Yes child, you died, carried off by a river !
- It was the winds descending from the great mountains of Norway
That spoke to you in low voices of better freedom.

It was a breath of wind, that, twisting your great hair,
Brought strange rumors to your dreaming mind ;
It was your heart listening to the song of Nature
In the groans of the tree and the sighs of the nights ;

It was the voice of mad seas, the great roar,
That shattered your child's heart, too human and too soft ;
It was a handsome pale knight, a poor madman
Who one April morning sate mute at your knees !

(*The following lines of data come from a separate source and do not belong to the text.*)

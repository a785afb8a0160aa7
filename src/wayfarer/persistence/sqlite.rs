// SPDX-License-Identifier: MIT

//! SQLite-backed checkpoint store

use super::checkpoint::{
    check_transition, out_of_sequence, unknown_session, Checkpoint, CheckpointStore,
    LoadedCheckpoint, ResumableSession,
};
use super::pool::DatabasePool;
use crate::wayfarer::session::model::{Session, SessionStatus};
use crate::wayfarer::workflow::state::WorkflowState;
use crate::wdk::error::{Result, WayfarerError};
use async_trait::async_trait;
use chrono::{DateTime, SecondsFormat, Utc};
use sqlx::sqlite::SqliteRow;
use sqlx::Row;

pub struct SqliteCheckpointStore {
    pool: DatabasePool,
}

impl SqliteCheckpointStore {
    pub async fn connect(database_url: &str) -> Result<Self> {
        Ok(Self {
            pool: DatabasePool::connect(database_url).await?,
        })
    }

    /// Private in-memory database, for tests and throwaway runs
    pub async fn in_memory() -> Result<Self> {
        Self::connect("sqlite::memory:").await
    }

    pub fn pool(&self) -> &DatabasePool {
        &self.pool
    }
}

/// Fixed-width RFC 3339 so text ordering matches time ordering
pub(super) fn format_ts(ts: &DateTime<Utc>) -> String {
    ts.to_rfc3339_opts(SecondsFormat::Micros, true)
}

pub(super) fn parse_ts(raw: &str) -> Result<DateTime<Utc>> {
    DateTime::parse_from_rfc3339(raw)
        .map(|d| d.with_timezone(&Utc))
        .map_err(|e| WayfarerError::persistence(format!("bad timestamp '{}': {}", raw, e)))
}

fn to_db_seq(step_seq: u64) -> Result<i64> {
    i64::try_from(step_seq)
        .map_err(|_| WayfarerError::persistence(format!("step {} out of range", step_seq)))
}

fn from_db_seq(raw: i64) -> Result<u64> {
    u64::try_from(raw)
        .map_err(|_| WayfarerError::persistence(format!("negative step {} in database", raw)))
}

fn parse_status(raw: &str) -> Result<SessionStatus> {
    raw.parse().map_err(WayfarerError::Persistence)
}

fn session_from_row(row: &SqliteRow) -> Result<Session> {
    let finished_at: Option<String> = row.try_get("finished_at")?;
    Ok(Session {
        id: row.try_get("id")?,
        status: parse_status(&row.try_get::<String, _>("status")?)?,
        initial_query: row.try_get("initial_query")?,
        created_at: parse_ts(&row.try_get::<String, _>("created_at")?)?,
        updated_at: parse_ts(&row.try_get::<String, _>("updated_at")?)?,
        finished_at: finished_at.as_deref().map(parse_ts).transpose()?,
    })
}

fn checkpoint_from_row(row: &SqliteRow, session_col: &str, time_col: &str) -> Result<Checkpoint> {
    let state: WorkflowState = serde_json::from_str(&row.try_get::<String, _>("state")?)?;
    Ok(Checkpoint {
        session_id: row.try_get(session_col)?,
        step_seq: from_db_seq(row.try_get("step_seq")?)?,
        next_node_id: row.try_get("next_node_id")?,
        state,
        timestamp: parse_ts(&row.try_get::<String, _>(time_col)?)?,
    })
}

#[async_trait]
impl CheckpointStore for SqliteCheckpointStore {
    async fn create_session(&self, session: &Session, initial: &Checkpoint) -> Result<()> {
        let state = serde_json::to_string(&initial.state)?;
        let mut tx = self.pool.writer.begin().await?;

        sqlx::query(
            "INSERT INTO session (id, status, initial_query, created_at, updated_at, finished_at)
             VALUES (?, ?, ?, ?, ?, NULL)",
        )
        .bind(&session.id)
        .bind(session.status.as_str())
        .bind(&session.initial_query)
        .bind(format_ts(&session.created_at))
        .bind(format_ts(&session.updated_at))
        .execute(&mut *tx)
        .await?;

        sqlx::query(
            "INSERT INTO checkpoint (session_id, step_seq, next_node_id, state, created_at)
             VALUES (?, ?, ?, ?, ?)",
        )
        .bind(&initial.session_id)
        .bind(to_db_seq(initial.step_seq)?)
        .bind(&initial.next_node_id)
        .bind(state)
        .bind(format_ts(&initial.timestamp))
        .execute(&mut *tx)
        .await?;

        tx.commit().await?;
        Ok(())
    }

    async fn save(&self, checkpoint: &Checkpoint, status: SessionStatus) -> Result<()> {
        let state = serde_json::to_string(&checkpoint.state)?;
        let mut tx = self.pool.writer.begin().await?;

        let (current, max): (String, Option<i64>) = sqlx::query_as(
            "SELECT status, (SELECT MAX(step_seq) FROM checkpoint WHERE session_id = ?)
             FROM session WHERE id = ?",
        )
        .bind(&checkpoint.session_id)
        .bind(&checkpoint.session_id)
        .fetch_optional(&mut *tx)
        .await?
        .ok_or_else(|| unknown_session(&checkpoint.session_id))?;

        let expected = match max {
            Some(max) => from_db_seq(max)? + 1,
            None => 0,
        };
        if checkpoint.step_seq != expected {
            return Err(out_of_sequence(
                &checkpoint.session_id,
                expected,
                checkpoint.step_seq,
            ));
        }
        check_transition(&checkpoint.session_id, parse_status(&current)?, status)?;

        sqlx::query(
            "INSERT INTO checkpoint (session_id, step_seq, next_node_id, state, created_at)
             VALUES (?, ?, ?, ?, ?)",
        )
        .bind(&checkpoint.session_id)
        .bind(to_db_seq(checkpoint.step_seq)?)
        .bind(&checkpoint.next_node_id)
        .bind(state)
        .bind(format_ts(&checkpoint.timestamp))
        .execute(&mut *tx)
        .await?;

        let now = format_ts(&Utc::now());
        let finished_at = status.is_finished().then(|| now.clone());
        sqlx::query("UPDATE session SET status = ?, updated_at = ?, finished_at = ? WHERE id = ?")
            .bind(status.as_str())
            .bind(&now)
            .bind(finished_at)
            .bind(&checkpoint.session_id)
            .execute(&mut *tx)
            .await?;

        tx.commit().await?;
        log::debug!(
            "Saved checkpoint {} for session {} ({})",
            checkpoint.step_seq,
            checkpoint.session_id,
            status
        );
        Ok(())
    }

    async fn load_latest(&self, session_id: &str) -> Result<LoadedCheckpoint> {
        let row = sqlx::query(
            "SELECT s.id, s.status, s.initial_query, s.created_at, s.updated_at, s.finished_at,
                    c.session_id, c.step_seq, c.next_node_id, c.state, c.created_at AS checkpoint_at
             FROM session s
             JOIN checkpoint c ON c.session_id = s.id
             WHERE s.id = ?
             ORDER BY c.step_seq DESC
             LIMIT 1",
        )
        .bind(session_id)
        .fetch_optional(&self.pool.reader)
        .await?
        .ok_or_else(|| unknown_session(session_id))?;

        Ok(LoadedCheckpoint {
            session: session_from_row(&row)?,
            checkpoint: checkpoint_from_row(&row, "session_id", "checkpoint_at")?,
        })
    }

    async fn load_at(&self, session_id: &str, step_seq: u64) -> Result<Checkpoint> {
        let row = sqlx::query(
            "SELECT session_id, step_seq, next_node_id, state, created_at
             FROM checkpoint WHERE session_id = ? AND step_seq = ?",
        )
        .bind(session_id)
        .bind(to_db_seq(step_seq)?)
        .fetch_optional(&self.pool.reader)
        .await?
        .ok_or_else(|| {
            WayfarerError::session_state(format!(
                "session {} has no checkpoint at step {}",
                session_id, step_seq
            ))
        })?;

        checkpoint_from_row(&row, "session_id", "created_at")
    }

    async fn set_status(&self, session_id: &str, status: SessionStatus) -> Result<()> {
        let mut tx = self.pool.writer.begin().await?;
        let (current,): (String,) = sqlx::query_as("SELECT status FROM session WHERE id = ?")
            .bind(session_id)
            .fetch_optional(&mut *tx)
            .await?
            .ok_or_else(|| unknown_session(session_id))?;
        check_transition(session_id, parse_status(&current)?, status)?;

        let now = format_ts(&Utc::now());
        let finished_at = status.is_finished().then(|| now.clone());
        sqlx::query("UPDATE session SET status = ?, updated_at = ?, finished_at = ? WHERE id = ?")
            .bind(status.as_str())
            .bind(&now)
            .bind(finished_at)
            .bind(session_id)
            .execute(&mut *tx)
            .await?;

        tx.commit().await?;
        Ok(())
    }

    async fn list_resumable(&self) -> Result<Vec<ResumableSession>> {
        let rows = sqlx::query(
            "SELECT s.id, s.status, s.initial_query, s.created_at, s.updated_at, s.finished_at,
                    c.session_id, c.step_seq, c.next_node_id, c.state, c.created_at AS checkpoint_at
             FROM session s
             JOIN checkpoint c ON c.session_id = s.id
             WHERE s.status IN ('active', 'suspended_for_human')
               AND c.step_seq = (SELECT MAX(step_seq) FROM checkpoint WHERE session_id = s.id)
             ORDER BY s.updated_at DESC, s.id ASC",
        )
        .fetch_all(&self.pool.reader)
        .await?;

        rows.iter()
            .map(|row| {
                let session = session_from_row(row)?;
                let checkpoint = checkpoint_from_row(row, "session_id", "checkpoint_at")?;
                Ok(ResumableSession::from_parts(&session, &checkpoint))
            })
            .collect()
    }
}
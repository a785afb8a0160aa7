// SPDX-License-Identifier: MIT

use crate::wdk::node::NodeExecutor;
use crate::wdk::tool::Tool;
use std::collections::HashMap;
use std::sync::Arc;
use tokio::sync::RwLock;

/// Something that can be looked up by name in a [`Registry`]
pub trait Registered: Send + Sync {
    fn registered_name(&self) -> &str;
}

impl Registered for dyn Tool {
    fn registered_name(&self) -> &str {
        self.name()
    }
}

impl Registered for dyn NodeExecutor {
    fn registered_name(&self) -> &str {
        self.name()
    }
}

/// Shared name → implementation map
pub struct Registry<T: ?Sized> {
    items: Arc<RwLock<HashMap<String, Arc<T>>>>,
}

/// Tools available to tool nodes
pub type ToolRegistry = Registry<dyn Tool>;

/// Executors that YAML graph definitions can refer to by name
pub type NodeRegistry = Registry<dyn NodeExecutor>;

impl<T: ?Sized + Registered> Registry<T> {
    pub fn new() -> Self {
        Self {
            items: Arc::new(RwLock::new(HashMap::new())),
        }
    }

    pub async fn register(&self, item: Arc<T>) {
        let mut items = self.items.write().await;
        items.insert(item.registered_name().to_string(), item);
    }

    pub async fn get(&self, name: &str) -> Option<Arc<T>> {
        let items = self.items.read().await;
        items.get(name).cloned()
    }

    /// Registered names, sorted
    pub async fn names(&self) -> Vec<String> {
        let items = self.items.read().await;
        let mut names: Vec<String> = items.keys().cloned().collect();
        names.sort();
        names
    }
}

impl<T: ?Sized> Clone for Registry<T> {
    fn clone(&self) -> Self {
        Self {
            items: Arc::clone(&self.items),
        }
    }
}

impl<T: ?Sized + Registered> Default for Registry<T> {
    fn default() -> Self {
        Self::new()
    }
}
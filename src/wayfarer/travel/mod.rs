// SPDX-License-Identifier: MIT

//! Travel-planning domain: price tables, cached lookups and the node executors

pub mod lookup;
pub mod nodes;
pub mod pricing;

pub use lookup::LookupCache;
pub use nodes::{register_travel_nodes, travel_nodes, CostAnalysis, TravelInfo};

use crate::wayfarer::tools::FileWriterTool;
use crate::wayfarer::workflow::builder::GraphBuilder;
use crate::wayfarer::workflow::graph::{CompiledGraph, GraphDefinition};
use crate::wayfarer::workflow::registry::{NodeRegistry, ToolRegistry};
use crate::wdk::error::Result;
use std::path::PathBuf;
use std::sync::Arc;

/// Compile `def` against the travel executors and a file tool writing into
/// `output_dir`. Lookups go through `cache` when one is given.
pub async fn compile_travel_graph(
    def: GraphDefinition,
    output_dir: impl Into<PathBuf>,
    cache: Option<LookupCache>,
) -> Result<CompiledGraph> {
    let nodes = NodeRegistry::new();
    register_travel_nodes(&nodes, cache.as_ref()).await;

    let tools = ToolRegistry::new();
    tools
        .register(Arc::new(FileWriterTool::new(output_dir)))
        .await;

    let graph = GraphBuilder::from_definition(def, &nodes)
        .await?
        .compile(&tools)
        .await?;
    Ok(graph)
}
impl GraphBuilder {
    pub fn new(name: impl Into<String>) -> Self {
        Self {
            name: name.into(),
            description: String::new(),
            entry: vec![],
            input_field: "query".to_string(),
            schema: StateSchema::new(),
            nodes: vec![],
            executors: HashMap::new(),
        }
    }

    /// Start from a parsed definition, resolving executor names against `registry`
    pub async fn from_definition(
        def: GraphDefinition,
        registry: &NodeRegistry,
    ) -> Result<Self, GraphDefinitionError> {
        let mut builder = GraphBuilder::new(def.name)
            .description(def.description)
            .input_field(def.input_field)
            .state_schema(def.state);
        builder.entry = def.entry.to_vec();

        for node in def.nodes {
            let executor = match &node.executor {
                Some(name) => Some(registry.get(name).await.ok_or_else(|| {
                    GraphDefinitionError::UnknownExecutor {
                        node: node.id.clone(),
                        executor: name.clone(),
                    }
                })?),
                None => None,
            };
            builder = builder.add_node(node, executor);
        }
        Ok(builder)
    }

    pub fn description(mut self, description: impl Into<String>) -> Self {
        self.description = description.into();
        self
    }

    pub fn input_field(mut self, field: impl Into<String>) -> Self {
        self.input_field = field.into();
        self
    }

    pub fn state_schema(mut self, schema: StateSchema) -> Self {
        self.schema = schema;
        self
    }

    /// Declare an entry node. Declaring more than one fails compilation.
    pub fn set_entry(mut self, id: impl Into<String>) -> Self {
        self.entry.push(id.into());
        self
    }

    pub fn add_node(
        mut self,
        mut def: NodeDefinition,
        executor: Option<Arc<dyn NodeExecutor>>,
    ) -> Self {
        if let Some(executor) = executor {
            def.executor = Some(executor.name().to_string());
            self.executors.insert(def.id.clone(), executor);
        }
        self.nodes.push(def);
        self
    }

    pub fn add_sequential(self, id: &str, executor: Arc<dyn NodeExecutor>, next: &str) -> Self {
        let mut def = NodeDefinition::new(id, NodeType::Sequential);
        def.next = Some(next.to_string());
        self.add_node(def, Some(executor))
    }

    pub fn add_branch(self, id: &str, executor: Arc<dyn NodeExecutor>) -> Self {
        self.add_node(NodeDefinition::new(id, NodeType::Branch), Some(executor))
    }

    /// Tool node; `args` maps tool argument names to state paths
    pub fn add_tool(
        self,
        id: &str,
        tool: &str,
        args: &[(&str, &str)],
        result_field: &str,
        next: &str,
    ) -> Self {
        let mut def = NodeDefinition::new(id, NodeType::Tool);
        def.tool = Some(tool.to_string());
        def.args = args
            .iter()
            .map(|(arg, path)| (arg.to_string(), path.to_string()))
            .collect();
        def.result_field = Some(result_field.to_string());
        def.next = Some(next.to_string());
        self.add_node(def, None)
    }

    pub fn add_parallel(
        self,
        id: &str,
        branches: &[&str],
        max_workers: Option<usize>,
        next: &str,
    ) -> Self {
        let mut def = NodeDefinition::new(id, NodeType::Parallel);
        def.branches = branches.iter().map(|b| b.to_string()).collect();
        def.max_workers = max_workers;
        def.next = Some(next.to_string());
        self.add_node(def, None)
    }

    pub fn add_join(self, id: &str, executor: Option<Arc<dyn NodeExecutor>>, next: &str) -> Self {
        let mut def = NodeDefinition::new(id, NodeType::Join);
        def.next = Some(next.to_string());
        self.add_node(def, executor)
    }

    pub fn add_conditional(
        self,
        id: &str,
        executor: Option<Arc<dyn NodeExecutor>>,
        route: RouteDefinition,
    ) -> Self {
        let mut def = NodeDefinition::new(id, NodeType::Conditional);
        def.route = Some(route);
        self.add_node(def, executor)
    }

    pub fn add_suspend(
        self,
        id: &str,
        executor: Option<Arc<dyn NodeExecutor>>,
        next: &str,
    ) -> Self {
        let mut def = NodeDefinition::new(id, NodeType::Suspend);
        def.next = Some(next.to_string());
        self.add_node(def, executor)
    }

    pub fn add_terminal(self, id: &str) -> Self {
        self.add_node(NodeDefinition::new(id, NodeType::Terminal), None)
    }

    /// Validate the graph and resolve tools.
    ///
    /// Checks run in a fixed order (schema, duplicates, entry, node shape,
    /// edge targets, routes, branch sets, reachability, tools) and the first
    /// failure is returned.
    pub async fn compile(self, tools: &ToolRegistry) -> Result<CompiledGraph, GraphDefinitionError> {
        let schema = self.schema.clone().with_reserved();
        schema.validate()?;
        match schema.get(&self.input_field) {
            Some(def) if def.field_type == FieldType::String => {}
            _ => {
                return Err(GraphDefinitionError::InvalidSchema(format!(
                    "input field '{}' must be a declared string field",
                    self.input_field
                )))
            }
        }

        let mut index: NodeIndex = HashMap::new();
        for node in &self.nodes {
            if index.insert(node.id.as_str(), node).is_some() {
                return Err(GraphDefinitionError::DuplicateNode(node.id.clone()));
            }
        }

        let entry = match self.entry.as_slice() {
            [] => return Err(GraphDefinitionError::MissingEntry),
            [only] => only.clone(),
            many => return Err(GraphDefinitionError::MultipleEntries(many.to_vec())),
        };
        if !index.contains_key(entry.as_str()) {
            return Err(GraphDefinitionError::UnknownNode {
                from: "entry".to_string(),
                to: entry,
            });
        }

        for node in &self.nodes {
            let has_executor = node.executor.is_some() || self.executors.contains_key(&node.id);
            check_shape(node, has_executor)?;
        }

        for node in &self.nodes {
            for target in node.successors() {
                if target != END && target != TERMINATE && !index.contains_key(target) {
                    return Err(GraphDefinitionError::UnknownNode {
                        from: node.id.clone(),
                        to: target.to_string(),
                    });
                }
            }
        }

        check_routes(&self.nodes, &schema)?;
        check_branches(&self.nodes, &index, &entry)?;
        check_fields(&self.nodes, &schema)?;

        let mut reachable: HashSet<&str> = HashSet::new();
        let mut queue = VecDeque::from([entry.as_str()]);
        while let Some(id) = queue.pop_front() {
            if !reachable.insert(id) {
                continue;
            }
            if let Some(node) = index.get(id) {
                queue.extend(
                    node.successors()
                        .into_iter()
                        .filter(|next| index.contains_key(next)),
                );
            }
        }
        if let Some(node) = self
            .nodes
            .iter()
            .find(|n| !reachable.contains(n.id.as_str()))
        {
            return Err(GraphDefinitionError::Unreachable(node.id.clone()));
        }

        let mut nodes = HashMap::new();
        let mut order = Vec::with_capacity(self.nodes.len());
        for def in &self.nodes {
            let kind = self.compile_kind(def, tools).await?;
            order.push(def.id.clone());
            nodes.insert(
                def.id.clone(),
                CompiledNode {
                    id: def.id.clone(),
                    kind,
                },
            );
        }

        log::info!(
            "Compiled graph '{}' with {} nodes (entry '{}')",
            self.name,
            order.len(),
            entry
        );

        Ok(CompiledGraph {
            name: self.name,
            description: self.description,
            entry,
            input_field: self.input_field,
            schema,
            nodes,
            order,
        })
    }

    fn resolve_executor(
        &self,
        def: &NodeDefinition,
    ) -> Result<Option<Arc<dyn NodeExecutor>>, GraphDefinitionError> {
        match (self.executors.get(&def.id), &def.executor) {
            (Some(executor), _) => Ok(Some(Arc::clone(executor))),
            (None, Some(name)) => Err(GraphDefinitionError::UnknownExecutor {
                node: def.id.clone(),
                executor: name.clone(),
            }),
            (None, None) => Ok(None),
        }
    }

    async fn compile_kind(
        &self,
        def: &NodeDefinition,
        tools: &ToolRegistry,
    ) -> Result<NodeKind, GraphDefinitionError> {
        let executor = self.resolve_executor(def)?;
        let next = || {
            def.next
                .as_deref()
                .map(Target::parse)
                .ok_or_else(|| GraphDefinitionError::MissingEdge(def.id.clone()))
        };
        let required =
            |executor: Option<Arc<dyn NodeExecutor>>| -> Result<_, GraphDefinitionError> {
                executor.ok_or_else(|| GraphDefinitionError::MissingExecutor(def.id.clone()))
            };
        let missing = |field: &str| GraphDefinitionError::MissingField {
            node: def.id.clone(),
            field: field.to_string(),
        };

        let kind = match def.kind {
            NodeType::Sequential => NodeKind::Sequential {
                executor: required(executor)?,
                next: next()?,
            },
            NodeType::Branch => NodeKind::Branch {
                executor: required(executor)?,
            },
            NodeType::Tool => {
                let name = def.tool.as_deref().ok_or_else(|| missing("tool"))?;
                let tool = tools
                    .get(name)
                    .await
                    .ok_or_else(|| GraphDefinitionError::UnknownTool {
                        node: def.id.clone(),
                        tool: name.to_string(),
                    })?;
                NodeKind::Tool {
                    tool,
                    args: def.args.clone(),
                    result_field: def
                        .result_field
                        .clone()
                        .ok_or_else(|| missing("result_field"))?,
                    next: next()?,
                }
            }
            NodeType::Parallel => NodeKind::Parallel {
                branches: def.branches.clone(),
                max_workers: def.max_workers,
                next: next()?,
            },
            NodeType::Join => NodeKind::Join {
                executor,
                next: next()?,
            },
            NodeType::Conditional => {
                let route = def.route.as_ref().ok_or_else(|| missing("route"))?;
                NodeKind::Conditional {
                    executor,
                    router: route.router.clone(),
                    outcomes: route
                        .outcomes
                        .iter()
                        .map(|(outcome, target)| (outcome.clone(), Target::parse(target)))
                        .collect(),
                    loop_bound: route.loop_bound.clone(),
                }
            }
            NodeType::Suspend => NodeKind::Suspend {
                executor,
                next: next()?,
            },
            NodeType::Terminal => NodeKind::Terminal { executor },
        };
        Ok(kind)
    }
}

Heaven ! Love ! Freedom ! What a dream, oh poor crazed Girl !
You melted to him as snow does to a fire ;
Your great visions strangled your words
- And fearful Infinity terrified your blue eye !

III

- And the poet says that by starlight
You come seeking, in the night, the flowers that you picked
And that he has seen on the water, lying in her long veils
White Ophelia floating, like a great lily.
Ophélie
I
Sur l'onde calme et noire où dorment les étoiles
La blanche Ophélia flotte comme un grand lys,
Flotte très lentement, couchée en ses longs voiles…
- On entend dans les bois lointains des hallalis.
Voici plus de mille ans que la triste Ophélie
Passe, fantôme blanc, sur le long fleuve noir;
Voici plus de mille ans que sa douce folie
Murmure sa romance à la brise du soir.
Le vent baise ses seins et déploie en corolle
Ses grands voiles bercés mollement par les eaux;
Les saules frissonnants pleurent sur son épaule,
Sur son grand front rêveur s'inclinent les roseaux.
Les nénuphars froissés soupirent autour d'elle;
Elle éveille parfois, dans un aune qui dort,
Quelque nid, d'où s'échappe un petit frisson d'aile:
- Un chant mystérieux tombe des astres d'or.

II
O pâle Ophélia! belle comme la neige!
Oui, tu mourus, enfant, par un fleuve emporté!
- C'est que les vents tombant des grands monts de Norwège
T'avaient parlé tout bas de l'âpre liberté;
C'est qu'un souffle, tordant ta grande chevelure,
A ton esprit rêveur portait d'étranges bruits;
Que ton coeur écoutait le chant de la Nature
Dans les plaintes de l'arbre et les soupirs des nuits;
C'est que la voix des mers folles, immense râle,
Brisait ton sein d'enfant, trop humain et trop doux;
C'est qu'un matin d'avril, un beau cavalier pâle,
Un pauvre fou, s'assit muet à tes genoux!
Ciel! Amour! Liberté! Quel rêve, ô pauvre Folle!
Tu te fondais à lui comme une neige au feu:
Tes grandes visions étranglaient ta parole
- Et l'Infini terrible effara ton oeil bleu!

III
- Et le Poète dit qu'aux rayons des étoiles
Tu viens chercher, la nuit, les fleurs que tu cueillis,
Et qu'il a vu sur l'eau, couchée en ses longs voiles,
La blanche Ophélia flotter, comme un grand lys.